A matrix-assisted laser desorption ionization time-of-flight mass spectrometry approach to identify the origin of the glycan heterogeneity of diptericin, an O-glycosylated antibacterial peptide from insects.

In a previous study, electrospray ionization mass spectrometry was used to analyze the structure of the O-glycopeptide diptericin, an antibacterial peptide from the fleshfly Phormia terranovae. Several glycoforms of diptericin differing in the length of their oligosaccharide chains were present at the final stage of purification.

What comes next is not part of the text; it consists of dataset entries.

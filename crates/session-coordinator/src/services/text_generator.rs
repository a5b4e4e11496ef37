//! Generative-text service client.
//!
//! The model is an opaque text-in, text-out function. The HTTP client speaks
//! the OpenAI-compatible chat completions protocol with a bearer API key and
//! asks for a JSON object response.
//!
//! # Security
//!
//! - The API key is held as `SecretString` and never logged
//! - Transcript content is never logged; only sizes and status codes are

use crate::config::AiConfig;
use common::secret::{ExposeSecret, SecretString};
use reqwest::Client;
use serde::{Deserialize, Serialize};
use std::time::Duration;
use thiserror::Error;
use tracing::{error, instrument, warn};

/// Connect timeout for the generative-text service.
const CONNECT_TIMEOUT_SECS: u64 = 5;

#[derive(Debug, Error)]
pub enum TextGeneratorError {
    #[error("request failed: {0}")]
    Request(String),

    #[error("service returned status {0}")]
    Status(u16),

    #[error("invalid response: {0}")]
    InvalidResponse(String),
}

/// Text generation seam.
#[async_trait::async_trait]
pub trait TextGenerator: Send + Sync {
    /// Generate a completion for the given prompts.
    async fn generate(
        &self,
        system_prompt: &str,
        user_prompt: &str,
    ) -> Result<String, TextGeneratorError>;
}

#[derive(Debug, Serialize)]
struct ChatMessage<'a> {
    role: &'static str,
    content: &'a str,
}

#[derive(Debug, Serialize)]
struct ResponseFormat {
    #[serde(rename = "type")]
    kind: &'static str,
}

#[derive(Debug, Serialize)]
struct ChatCompletionRequest<'a> {
    model: &'a str,
    messages: Vec<ChatMessage<'a>>,
    response_format: ResponseFormat,
    temperature: f32,
}

#[derive(Debug, Deserialize)]
struct ChatCompletionResponse {
    choices: Vec<ChatChoice>,
}

#[derive(Debug, Deserialize)]
struct ChatChoice {
    message: ChatChoiceMessage,
}

#[derive(Debug, Deserialize)]
struct ChatChoiceMessage {
    content: Option<String>,
}

/// HTTP client for an OpenAI-compatible chat completions endpoint.
#[derive(Clone)]
pub struct HttpTextGenerator {
    client: Client,
    api_url: String,
    api_key: SecretString,
    model: String,
}

impl HttpTextGenerator {
    /// Create a client. `timeout` bounds each request end to end.
    ///
    /// # Errors
    ///
    /// Returns `TextGeneratorError::Request` if the HTTP client cannot be built.
    pub fn new(config: &AiConfig, timeout: Duration) -> Result<Self, TextGeneratorError> {
        let client = Client::builder()
            .timeout(timeout)
            .connect_timeout(Duration::from_secs(CONNECT_TIMEOUT_SECS))
            .build()
            .map_err(|e| {
                error!(target: "sc.service.text_generator", error = %e, "Failed to build HTTP client");
                TextGeneratorError::Request(e.to_string())
            })?;

        Ok(Self {
            client,
            api_url: config.api_url.clone(),
            api_key: config.api_key.clone(),
            model: config.model.clone(),
        })
    }
}

#[async_trait::async_trait]
impl TextGenerator for HttpTextGenerator {
    #[instrument(skip_all, fields(model = %self.model, prompt_bytes = user_prompt.len()))]
    async fn generate(
        &self,
        system_prompt: &str,
        user_prompt: &str,
    ) -> Result<String, TextGeneratorError> {
        let request = ChatCompletionRequest {
            model: &self.model,
            messages: vec![
                ChatMessage {
                    role: "system",
                    content: system_prompt,
                },
                ChatMessage {
                    role: "user",
                    content: user_prompt,
                },
            ],
            response_format: ResponseFormat {
                kind: "json_object",
            },
            temperature: 0.2,
        };

        let response = self
            .client
            .post(&self.api_url)
            .bearer_auth(self.api_key.expose_secret())
            .json(&request)
            .send()
            .await
            .map_err(|e| {
                warn!(target: "sc.service.text_generator", error = %e, "Text generation request failed");
                TextGeneratorError::Request(e.to_string())
            })?;

        let status = response.status();
        if !status.is_success() {
            warn!(target: "sc.service.text_generator", status = %status, "Text generation service returned an error");
            return Err(TextGeneratorError::Status(status.as_u16()));
        }

        let body: ChatCompletionResponse = response.json().await.map_err(|e| {
            warn!(target: "sc.service.text_generator", error = %e, "Failed to parse completion response");
            TextGeneratorError::InvalidResponse(e.to_string())
        })?;

        body.choices
            .into_iter()
            .next()
            .and_then(|choice| choice.message.content)
            .filter(|content| !content.trim().is_empty())
            .ok_or_else(|| TextGeneratorError::InvalidResponse("empty completion".to_string()))
    }
}

/// Mock implementations of the text generator for tests.
pub mod mock {
    use super::*;
    use std::sync::atomic::{AtomicUsize, Ordering};

    /// Mock text generator.
    pub struct MockTextGenerator {
        /// Completions to return (cycles through them).
        responses: Vec<String>,
        /// Number of calls made.
        call_count: AtomicUsize,
        /// Whether to return errors.
        return_error: bool,
        /// Artificial latency per call.
        delay: Option<Duration>,
    }

    impl MockTextGenerator {
        /// Always return `response`.
        pub fn returning(response: impl Into<String>) -> Self {
            Self::with_responses(vec![response.into()])
        }

        /// Return custom completions in sequence.
        pub fn with_responses(responses: Vec<String>) -> Self {
            Self {
                responses,
                call_count: AtomicUsize::new(0),
                return_error: false,
                delay: None,
            }
        }

        /// A well-formed summary completion.
        pub fn summarizing() -> Self {
            Self::returning(
                r#"{"summary":"The team reviewed progress.","highlights":["Progress reviewed"],"actionItems":["Send notes"],"followUps":["Check in next week"]}"#,
            )
        }

        /// Always fail.
        pub fn failing() -> Self {
            Self {
                responses: vec![],
                call_count: AtomicUsize::new(0),
                return_error: true,
                delay: None,
            }
        }

        /// Sleep for `delay` before answering.
        pub fn delayed(mut self, delay: Duration) -> Self {
            self.delay = Some(delay);
            self
        }

        /// Get the number of calls made.
        pub fn call_count(&self) -> usize {
            self.call_count.load(Ordering::SeqCst)
        }
    }

    #[async_trait::async_trait]
    impl TextGenerator for MockTextGenerator {
        async fn generate(
            &self,
            _system_prompt: &str,
            _user_prompt: &str,
        ) -> Result<String, TextGeneratorError> {
            let count = self.call_count.fetch_add(1, Ordering::SeqCst);

            if let Some(delay) = self.delay {
                tokio::time::sleep(delay).await;
            }

            if self.return_error {
                return Err(TextGeneratorError::Status(503));
            }

            if self.responses.is_empty() {
                return Err(TextGeneratorError::InvalidResponse(
                    "no scripted response".to_string(),
                ));
            }

            let idx = count % self.responses.len();
            self.responses
                .get(idx)
                .cloned()
                .ok_or_else(|| {
                    TextGeneratorError::InvalidResponse("no scripted response".to_string())
                })
        }
    }
}

#[cfg(test)]
#[allow(clippy::unwrap_used, clippy::expect_used)]
mod tests {
    use super::mock::MockTextGenerator;
    use super::*;
    use wiremock::matchers::{bearer_token, body_partial_json, method, path};
    use wiremock::{Mock, MockServer, ResponseTemplate};

    fn config(url: String) -> AiConfig {
        AiConfig {
            api_url: url,
            api_key: SecretString::from("sk-test".to_string()),
            model: "test-model".to_string(),
        }
    }

    #[tokio::test]
    async fn test_http_generator_reads_first_choice() {
        let server = MockServer::start().await;
        Mock::given(method("POST"))
            .and(path("/v1/chat/completions"))
            .and(bearer_token("sk-test"))
            .and(body_partial_json(serde_json::json!({
                "model": "test-model",
                "response_format": {"type": "json_object"}
            })))
            .respond_with(ResponseTemplate::new(200).set_body_json(serde_json::json!({
                "choices": [{"message": {"role": "assistant", "content": "{\"summary\":\"ok\"}"}}]
            })))
            .expect(1)
            .mount(&server)
            .await;

        let generator = HttpTextGenerator::new(
            &config(format!("{}/v1/chat/completions", server.uri())),
            Duration::from_secs(5),
        )
        .unwrap();

        let text = generator.generate("system", "user").await.unwrap();
        assert_eq!(text, "{\"summary\":\"ok\"}");
    }

    #[tokio::test]
    async fn test_http_generator_maps_server_error() {
        let server = MockServer::start().await;
        Mock::given(method("POST"))
            .respond_with(ResponseTemplate::new(500))
            .mount(&server)
            .await;

        let generator =
            HttpTextGenerator::new(&config(server.uri()), Duration::from_secs(5)).unwrap();

        let result = generator.generate("system", "user").await;
        assert!(matches!(result, Err(TextGeneratorError::Status(500))));
    }

    #[tokio::test]
    async fn test_http_generator_rejects_empty_choices() {
        let server = MockServer::start().await;
        Mock::given(method("POST"))
            .respond_with(
                ResponseTemplate::new(200).set_body_json(serde_json::json!({"choices": []})),
            )
            .mount(&server)
            .await;

        let generator =
            HttpTextGenerator::new(&config(server.uri()), Duration::from_secs(5)).unwrap();

        let result = generator.generate("system", "user").await;
        assert!(matches!(result, Err(TextGeneratorError::InvalidResponse(_))));
    }

    #[tokio::test]
    async fn test_mock_cycles_and_counts() {
        let mock = MockTextGenerator::with_responses(vec!["a".to_string(), "b".to_string()]);
        assert_eq!(mock.generate("", "").await.unwrap(), "a");
        assert_eq!(mock.generate("", "").await.unwrap(), "b");
        assert_eq!(mock.generate("", "").await.unwrap(), "a");
        assert_eq!(mock.call_count(), 3);
    }

    #[tokio::test]
    async fn test_mock_failing() {
        let mock = MockTextGenerator::failing();
        assert!(mock.generate("", "").await.is_err());
        assert_eq!(mock.call_count(), 1);
    }
}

In order to determine the origin of this glycan heterogeneity, we analyzed by matrix-assisted laser desorption/ionization mass spectrometry (MALDI-MS) the relative abundance of the different diptericin glycoforms in fractions obtained after each purification step, and directly in the hemolymph and in the fat body which produces diptericin. MALDI-MS clearly shows that the purification procedure had no effect on the O-linked oligosaccharide chains of diptericin, suggesting that diptericin is synthesized as a family of heterogeneous glycopeptides. In addition, in these experiments, differential mapping by MALDI-MS of the hemolymph and fat body tissue from bacteria-challenged and naive larvae allowed us to detect induced or repressed molecules which may be involved in the immune response of P. terranovae.